# phenom II 965 BE + Corsair H60



## TRIdimention (1. Mai 2011)

heyho, leute

da ich meinen phenom II x4 965 BE auch mal gern übertakten würde, hatte ich gedacht dass ich mir vll die Corsair H60 zulege. Aktuell benutze ich den Scythe Katana III der unter Last sehr laut ist, und aßerdem so schon unter last meine cpu an den rand von 60°C treibt - unübertaktet und noch nicht mal im sommer!!!. ich hab nämlich gehört dass die phenoms nicht über 60-62°C gehn dürfen.
da mein Case (xigmatek Asgard II) eh zu schmal ist für Noctua Kühler und co. hatte ich an die kompaktkühlung von Corsair h60 gedacht die ich im moment für ca 55 € bekommen würde.

PS: bitte emphehlt mir nicht den scythe Mugen II, bei einem kumpel mit dem gleichen case hatten wir schwerste probleme den reinzubauen, da für mich die einbauweise einfach schrott ist. 

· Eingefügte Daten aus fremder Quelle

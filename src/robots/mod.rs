//! Robots.txt handling module
//!
//! This module provides functionality for fetching and parsing robots.txt and
//! for deciding whether a URL path may be audited.

mod matcher;
mod parser;

pub use matcher::{path_matches, PathMatcher};
pub use parser::RobotsRules;

use crate::crawler::get_text;
use reqwest::Client;
use url::Url;

/// Fetches and parses robots.txt for the origin of `base`
///
/// Fails open: if the request fails or returns a non-success status, an empty
/// rule set (everything allowed) is returned.
///
/// # Arguments
///
/// * `client` - The HTTP client to use (carries the User-Agent)
/// * `base` - Any URL on the site; only its origin is used
///
/// # Returns
///
/// The rules of the `User-Agent: *` group
pub async fn fetch_robots(client: &Client, base: &Url) -> RobotsRules {
    let robots_url = match base.join("/robots.txt") {
        Ok(url) => url,
        Err(e) => {
            tracing::warn!("Cannot build robots.txt URL from {}: {}", base, e);
            return RobotsRules::allow_all();
        }
    };

    match get_text(client, robots_url.as_str(), &[]).await {
        Ok(fetched) if fetched.is_success() => {
            let rules = RobotsRules::parse(&fetched.body);
            tracing::debug!(
                "robots.txt: {} allow, {} disallow rules",
                rules.allow.len(),
                rules.disallow.len()
            );
            rules
        }
        Ok(fetched) => {
            tracing::debug!(
                "robots.txt returned HTTP {}, allowing all paths",
                fetched.status
            );
            RobotsRules::allow_all()
        }
        Err(e) => {
            tracing::debug!("Failed to fetch robots.txt, allowing all paths: {}", e);
            RobotsRules::allow_all()
        }
    }
}
//! Sitemap resolution against a mock server

use crate::common::{mount_get, sitemap_index, urlset};
use reqwest::Client;
use sitemap_audit::sitemap::gather_urls;
use sitemap_audit::AuditError;
use url::Url;
use wiremock::matchers::{method, path};
use wiremock::{Mock, MockServer, ResponseTemplate};

fn pages(base: &str, prefix: &str, n: usize) -> Vec<String> {
    (1..=n).map(|i| format!("{}/{}-{}", base, prefix, i)).collect()
}

#[tokio::test]
async fn test_index_concatenates_children_in_order() {
    let server = MockServer::start().await;
    let base = server.uri();

    let first = pages(&base, "a", 3);
    let second = pages(&base, "b", 4);
    mount_get(
        &server,
        "/sitemap.xml",
        200,
        &sitemap_index(&[
            format!("{}/sitemap-a.xml", base),
            format!("{}/sitemap-b.xml", base),
        ]),
    )
    .await;
    mount_get(&server, "/sitemap-a.xml", 200, &urlset(&first)).await;
    mount_get(&server, "/sitemap-b.xml", 200, &urlset(&second)).await;

    let start = Url::parse(&format!("{}/sitemap.xml", base)).unwrap();
    let urls = gather_urls(&Client::new(), &start, 100).await.unwrap();

    let expected: Vec<String> = first.into_iter().chain(second).collect();
    assert_eq!(urls.len(), 7);
    assert_eq!(urls, expected);
}

#[tokio::test]
async fn test_urlset_truncated_to_max() {
    let server = MockServer::start().await;
    let base = server.uri();
    let all = pages(&base, "page", 10);
    mount_get(&server, "/sitemap.xml", 200, &urlset(&all)).await;

    let start = Url::parse(&format!("{}/sitemap.xml", base)).unwrap();
    let urls = gather_urls(&Client::new(), &start, 5).await.unwrap();

    assert_eq!(urls, all[..5].to_vec());
}

#[tokio::test]
async fn test_index_stops_fetching_children_at_max() {
    let server = MockServer::start().await;
    let base = server.uri();
    let first = pages(&base, "a", 3);

    mount_get(
        &server,
        "/sitemap.xml",
        200,
        &sitemap_index(&[
            format!("{}/sitemap-a.xml", base),
            format!("{}/sitemap-b.xml", base),
            format!("{}/sitemap-c.xml", base),
        ]),
    )
    .await;
    mount_get(&server, "/sitemap-a.xml", 200, &urlset(&first)).await;
    for (route, prefix) in [("/sitemap-b.xml", "b"), ("/sitemap-c.xml", "c")] {
        let body = urlset(&pages(&base, prefix, 2));
        Mock::given(method("GET"))
            .and(path(route))
            .respond_with(ResponseTemplate::new(200).set_body_string(body))
            .expect(0)
            .mount(&server)
            .await;
    }

    let start = Url::parse(&format!("{}/sitemap.xml", base)).unwrap();
    let urls = gather_urls(&Client::new(), &start, 3).await.unwrap();

    assert_eq!(urls, first);
    server.verify().await;
}

#[tokio::test]
async fn test_failed_child_is_skipped() {
    let server = MockServer::start().await;
    let base = server.uri();
    let good = pages(&base, "good", 2);

    mount_get(
        &server,
        "/sitemap.xml",
        200,
        &sitemap_index(&[
            format!("{}/missing.xml", base),
            format!("{}/good.xml", base),
        ]),
    )
    .await;
    mount_get(&server, "/missing.xml", 404, "not found").await;
    mount_get(&server, "/good.xml", 200, &urlset(&good)).await;

    let start = Url::parse(&format!("{}/sitemap.xml", base)).unwrap();
    let urls = gather_urls(&Client::new(), &start, 100).await.unwrap();

    assert_eq!(urls, good);
}

#[tokio::test]
async fn test_root_failure_is_an_error() {
    let server = MockServer::start().await;
    mount_get(&server, "/sitemap.xml", 500, "boom").await;

    let start = Url::parse(&format!("{}/sitemap.xml", server.uri())).unwrap();
    let err = gather_urls(&Client::new(), &start, 100).await.unwrap_err();

    match err {
        AuditError::SitemapStatus { status, .. } => assert_eq!(status, 500),
        other => panic!("unexpected error: {}", other),
    }
}

#[tokio::test]
async fn test_duplicates_and_relative_entries() {
    let server = MockServer::start().await;
    let base = server.uri();
    let entries = vec![
        format!("{}/a", base),
        "/b".to_string(),
        format!("{}/a", base),
    ];
    mount_get(&server, "/sitemap.xml", 200, &urlset(&entries)).await;

    let start = Url::parse(&format!("{}/sitemap.xml", base)).unwrap();
    let urls = gather_urls(&Client::new(), &start, 100).await.unwrap();

    assert_eq!(urls, vec![format!("{}/a", base), format!("{}/b", base)]);
}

schon mal danke für commis


----------



## Takei Naodar (1. Mai 2011)

Versucht den Mugen II erstmal wieder runterzubekommen wenn der mal ein Jahr dran war XDDDD

Zur H60 kann ich persönlich wenig sagen, aber in meinem Sysprofil kannste bestaunen zu was ein H70 mit Custom-Lüftern und Paste in der Lage is ^^

Bei dir könnte es aber nur ein mäßig erfolgreiches Ergebniss geben, Da du nur einen Systemlüfter hast.... ich würde den H60 wenn schon im Heck rausblasend einbauen und den scythe der jetzt dort ist in die Front reinblasend setzen... damit dürftest du am besten hinkommen.


----------



## der_knoben (1. Mai 2011)

WO ist denn das Problem, einen MUgen2 in ein Asgard zu bekommen. Wenn man das Mainboard natürlich nicht ausbaut, kann das schon kompliziert werden. Ich hatte mit ihm keine Probleme, MB ausgebaut, drauf geschraubt und wieder eingebaut, fertig wars. Knappe 15 Minuten hats gedauert.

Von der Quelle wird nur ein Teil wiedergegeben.